Experimental validation focuses on two popular SISR backbones: Enhanced Deep Residual Network (EDRN) and Residual Channel Attention Network (RCAN). For each backbone, a lightweight student version is constructed (EDRN‑Lite and RCAN‑Lite). The teacher models are the full‑size EDSR and RCAN trained on DIV2K. Training uses random 48‑pixel crops from DIV2K, while evaluation covers five standard benchmarks (Set5, Set14, B100, Urban100, Manga109) at scaling factors ×2, ×3, and ×4. Performance is measured by PSNR, SSIM, and subjective visual quality (MOS). FACD consistently outperforms the Euclidean‑based FD baseline across all datasets and scales. The average PSNR gain is 0.07 dB, with a peak improvement of 0.12 dB on the texture‑rich Urban100 set. SSIM shows a modest increase, and visual inspection reveals sharper edges, better texture restoration, and fewer ringing artifacts. A thorough ablation study isolates the contributions of the contrastive loss and the adaptive weighting. Using only the contrastive loss yields a modest boost, while adaptive weighting alone provides a smaller benefit; the combination yields the largest gain, confirming their synergistic effect. Varying the number of negative samples in the contrastive term shows that 128 negatives strike the best trade‑off between computational cost and performance.

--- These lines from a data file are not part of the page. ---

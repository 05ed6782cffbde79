//! Collector engine: paginated fetch with retries, and spreadsheet export.
mod config;
mod engine;
mod envelope;
mod export;
mod fetch;
mod paginate;
mod params;
mod persist;
mod types;

pub use config::{
    CollectorConfig, ConfigError, DEFAULT_BASE_URL, ENV_API_KEY, ENV_BASE_URL, ENV_MAX_RETRIES,
    ENV_NUM_OF_ROWS, ENV_OUTPUT_DIR, ENV_REQUEST_TIMEOUT_SECS, ENV_RETRY_DELAY_MS,
};
pub use engine::{Collector, RunReport};
pub use envelope::{decode_page, ApiEnvelope, Page, SUCCESS_CODE};
pub use export::{
    build_workbook, clean_text, export_filename, export_records, project_record, CellValue,
    ExportError, ExportOptions, ExportOutcome, ExportSummary, DEFAULT_FIELDS, MAX_CELL_CHARS,
};
pub use fetch::{
    ApiClient, ChannelProgressSink, FetchSettings, LogProgressSink, ProgressSink,
    ReqwestApiClient,
};
pub use paginate::{fetch_all_pages, page_count, RetryPolicy};
pub use params::RequestParams;
pub use persist::{ensure_output_dir, AtomicFileWriter, PersistError};
pub use types::{
    CollectError, CollectEvent, Completion, FailureKind, FetchError, FetchOutcome, ItemRecord,
    PageNo,
};
#![allow(dead_code)]

use std::path::Path;
use std::sync::Once;
use std::time::Duration;

use collector_engine::{CollectorConfig, DEFAULT_FIELDS};
use serde_json::{json, Value};
use wiremock::matchers::{method, path, query_param};
use wiremock::{Mock, MockBuilder, MockServer, ResponseTemplate};

pub const API_PATH: &str = "/1471000/HtfsInfoService03/getHtfsItem01";
pub const TEST_KEY: &str = "test-service-key";

pub fn init_logging() {
    static INIT: Once = Once::new();
    INIT.call_once(collector_logging::initialize_for_tests);
}

/// Record with every exported field filled as `<FIELD>-<n>`.
pub fn full_item(n: u64) -> Value {
    let mut item = json!({ "SEQ": n });
    for field in DEFAULT_FIELDS {
        item[field] = json!(format!("{field}-{n}"));
    }
    item
}

pub fn ok_envelope(total_count: u64, num_of_rows: u64, items: Vec<Value>) -> Value {
    let wrappers: Vec<Value> = items.into_iter().map(|item| json!({ "item": item })).collect();
    json!({
        "header": { "resultCode": "00", "resultMsg": "NORMAL SERVICE." },
        "body": {
            "totalCount": total_count,
            "numOfRows": num_of_rows,
            "items": wrappers
        }
    })
}

pub fn error_envelope(code: &str, msg: &str) -> Value {
    json!({ "header": { "resultCode": code, "resultMsg": msg } })
}

/// Items on `page` for a collection of `total_count` records split by `rows`.
pub fn page_items(page: u64, rows: u64, total_count: u64) -> Vec<Value> {
    let start = (page - 1) * rows;
    let end = (start + rows).min(total_count);
    (start..end).map(full_item).collect()
}

pub fn page_request(page: u64) -> MockBuilder {
    Mock::given(method("GET"))
        .and(path(API_PATH))
        .and(query_param("pageNo", page.to_string()))
}

pub fn page_mock(page: u64, body: Value) -> Mock {
    page_request(page).respond_with(ResponseTemplate::new(200).set_body_json(body))
}

/// Mounts one successful response per page of the collection.
pub async fn mount_collection(server: &MockServer, total_count: u64, rows: u64) {
    let pages = total_count.div_ceil(rows);
    for page in 1..=pages {
        page_mock(page, ok_envelope(total_count, rows, page_items(page, rows, total_count)))
            .expect(1)
            .mount(server)
            .await;
    }
}

pub fn test_config(server: &MockServer, rows: u32, output_dir: &Path) -> CollectorConfig {
    let mut config = CollectorConfig::new(TEST_KEY);
    config.base_url = format!("{}{}", server.uri(), API_PATH);
    config.num_of_rows = rows;
    config.retry.delay = Duration::from_millis(10);
    config.export.output_dir = output_dir.to_path_buf();
    config
}

pub fn seqs(items: &[collector_engine::ItemRecord]) -> Vec<u64> {
    items
        .iter()
        .map(|item| item["SEQ"].as_u64().expect("SEQ"))
        .collect()
}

The authors acknowledge a few limitations. The contrastive loss requires sampling negative features, which is currently done randomly; more sophisticated negative mining could further improve efficiency. The adaptive weighting introduces a minor overhead (≈2 % extra FLOPs), but this is negligible for most mobile inference scenarios. Moreover, the absolute PSNR improvement, while statistically significant, is modest; however, in the regime where lightweight models are already near their performance ceiling, even a 0.07 dB gain can be valuable.
Future directions suggested include (i) leveraging teacher class or semantic information to select more informative negatives, (ii) employing meta‑learning to learn the optimal α‑function end‑to‑end, and (iii) extending FACD to video super‑resolution, multi‑spectral SR, or other low‑level vision tasks where feature relationships are crucial. The authors release their code and training scripts at https://github.com/hcmoon0613/FACD, facilitating reproducibility and further research.
In summary, FACD advances SISR knowledge distillation by (a) replacing Euclidean feature matching with a feature‑domain contrastive objective that captures relational structure, and (b) adaptively modulating distillation strength based on patch‑wise information content. This dual strategy enables lightweight student networks to inherit richer teacher knowledge, leading to consistent gains in both objective metrics and perceived image quality across a broad set of benchmarks.